- BRIEF
Beginning at whichever line contains "copied_size: 0, ..stats()", reproduce each line of the records below word for word, ending with the last, and add nothing.

Source data
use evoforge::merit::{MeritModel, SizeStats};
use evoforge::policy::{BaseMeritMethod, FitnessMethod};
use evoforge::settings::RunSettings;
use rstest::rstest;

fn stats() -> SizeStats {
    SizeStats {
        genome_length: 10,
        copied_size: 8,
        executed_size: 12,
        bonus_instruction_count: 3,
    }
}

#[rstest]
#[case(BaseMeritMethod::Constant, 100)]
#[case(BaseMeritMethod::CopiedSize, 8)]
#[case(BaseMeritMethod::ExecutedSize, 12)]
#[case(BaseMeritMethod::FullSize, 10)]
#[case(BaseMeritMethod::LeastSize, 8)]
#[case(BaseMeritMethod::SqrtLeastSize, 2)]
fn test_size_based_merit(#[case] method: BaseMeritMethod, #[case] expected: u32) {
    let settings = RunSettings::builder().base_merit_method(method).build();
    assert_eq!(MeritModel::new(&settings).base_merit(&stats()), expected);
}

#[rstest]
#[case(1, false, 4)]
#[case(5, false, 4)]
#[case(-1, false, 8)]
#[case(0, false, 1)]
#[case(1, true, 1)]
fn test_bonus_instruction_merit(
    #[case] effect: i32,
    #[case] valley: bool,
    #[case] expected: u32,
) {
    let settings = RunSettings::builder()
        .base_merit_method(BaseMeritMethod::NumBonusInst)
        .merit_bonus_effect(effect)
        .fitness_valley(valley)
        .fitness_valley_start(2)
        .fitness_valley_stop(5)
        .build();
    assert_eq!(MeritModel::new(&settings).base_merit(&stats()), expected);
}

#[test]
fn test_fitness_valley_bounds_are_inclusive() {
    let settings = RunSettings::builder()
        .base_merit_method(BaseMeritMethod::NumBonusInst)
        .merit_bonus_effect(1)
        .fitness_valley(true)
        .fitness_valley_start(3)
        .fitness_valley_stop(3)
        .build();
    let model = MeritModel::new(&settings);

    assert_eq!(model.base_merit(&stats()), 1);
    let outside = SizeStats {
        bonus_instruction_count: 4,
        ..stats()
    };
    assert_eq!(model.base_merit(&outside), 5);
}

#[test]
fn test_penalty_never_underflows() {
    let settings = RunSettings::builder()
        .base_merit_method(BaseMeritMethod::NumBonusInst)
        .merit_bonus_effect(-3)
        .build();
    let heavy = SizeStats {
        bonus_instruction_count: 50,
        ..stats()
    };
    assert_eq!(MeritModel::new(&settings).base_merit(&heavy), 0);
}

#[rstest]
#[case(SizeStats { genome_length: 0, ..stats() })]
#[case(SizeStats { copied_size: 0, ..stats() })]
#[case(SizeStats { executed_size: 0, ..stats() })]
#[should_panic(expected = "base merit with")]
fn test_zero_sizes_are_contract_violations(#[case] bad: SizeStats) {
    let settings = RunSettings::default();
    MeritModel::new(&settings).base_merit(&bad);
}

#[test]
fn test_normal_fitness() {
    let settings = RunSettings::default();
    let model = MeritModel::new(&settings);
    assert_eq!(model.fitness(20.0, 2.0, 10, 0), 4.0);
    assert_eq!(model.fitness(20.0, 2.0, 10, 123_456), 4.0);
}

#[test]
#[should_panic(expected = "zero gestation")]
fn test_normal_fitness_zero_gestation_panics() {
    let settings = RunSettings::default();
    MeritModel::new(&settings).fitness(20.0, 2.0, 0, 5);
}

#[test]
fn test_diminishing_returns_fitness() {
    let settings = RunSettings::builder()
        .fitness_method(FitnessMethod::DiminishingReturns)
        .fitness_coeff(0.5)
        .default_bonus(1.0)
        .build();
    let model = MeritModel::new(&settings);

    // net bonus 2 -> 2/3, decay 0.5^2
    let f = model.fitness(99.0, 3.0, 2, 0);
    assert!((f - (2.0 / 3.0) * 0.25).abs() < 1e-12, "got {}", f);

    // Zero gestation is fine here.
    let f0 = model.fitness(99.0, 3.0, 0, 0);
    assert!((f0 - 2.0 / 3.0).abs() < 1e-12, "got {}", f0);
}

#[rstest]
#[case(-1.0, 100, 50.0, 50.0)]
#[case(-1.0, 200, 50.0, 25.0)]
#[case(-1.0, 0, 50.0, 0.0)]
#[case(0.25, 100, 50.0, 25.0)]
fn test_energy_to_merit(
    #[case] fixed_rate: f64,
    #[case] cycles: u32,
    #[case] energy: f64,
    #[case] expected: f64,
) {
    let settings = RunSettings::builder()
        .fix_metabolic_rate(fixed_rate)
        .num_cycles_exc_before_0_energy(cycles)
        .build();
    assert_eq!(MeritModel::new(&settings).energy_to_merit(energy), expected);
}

- TASK RESPONSE
#[case(SizeStats { copied_size: 0, ..stats() })]
#[case(SizeStats { executed_size: 0, ..stats() })]
#[should_panic(expected = "base merit with")]
fn test_zero_sizes_are_contract_violations(#[case] bad: SizeStats) {
    let settings = RunSettings::default();
    MeritModel::new(&settings).base_merit(&bad);
}

#[test]
fn test_normal_fitness() {
    let settings = RunSettings::default();
    let model = MeritModel::new(&settings);
    assert_eq!(model.fitness(20.0, 2.0, 10, 0), 4.0);
    assert_eq!(model.fitness(20.0, 2.0, 10, 123_456), 4.0);
}

#[test]
#[should_panic(expected = "zero gestation")]
fn test_normal_fitness_zero_gestation_panics() {
    let settings = RunSettings::default();
    MeritModel::new(&settings).fitness(20.0, 2.0, 0, 5);
}

#[test]
fn test_diminishing_returns_fitness() {
    let settings = RunSettings::builder()
        .fitness_method(FitnessMethod::DiminishingReturns)
        .fitness_coeff(0.5)
        .default_bonus(1.0)
        .build();
    let model = MeritModel::new(&settings);

    // net bonus 2 -> 2/3, decay 0.5^2
    let f = model.fitness(99.0, 3.0, 2, 0);
    assert!((f - (2.0 / 3.0) * 0.25).abs() < 1e-12, "got {}", f);

    // Zero gestation is fine here.
    let f0 = model.fitness(99.0, 3.0, 0, 0);
    assert!((f0 - 2.0 / 3.0).abs() < 1e-12, "got {}", f0);
}

#[rstest]
#[case(-1.0, 100, 50.0, 50.0)]
#[case(-1.0, 200, 50.0, 25.0)]
#[case(-1.0, 0, 50.0, 0.0)]
#[case(0.25, 100, 50.0, 25.0)]
fn test_energy_to_merit(
    #[case] fixed_rate: f64,
    #[case] cycles: u32,
    #[case] energy: f64,
    #[case] expected: f64,
) {
    let settings = RunSettings::builder()
        .fix_metabolic_rate(fixed_rate)
        .num_cycles_exc_before_0_energy(cycles)
        .build();
    assert_eq!(MeritModel::new(&settings).energy_to_merit(energy), expected);
}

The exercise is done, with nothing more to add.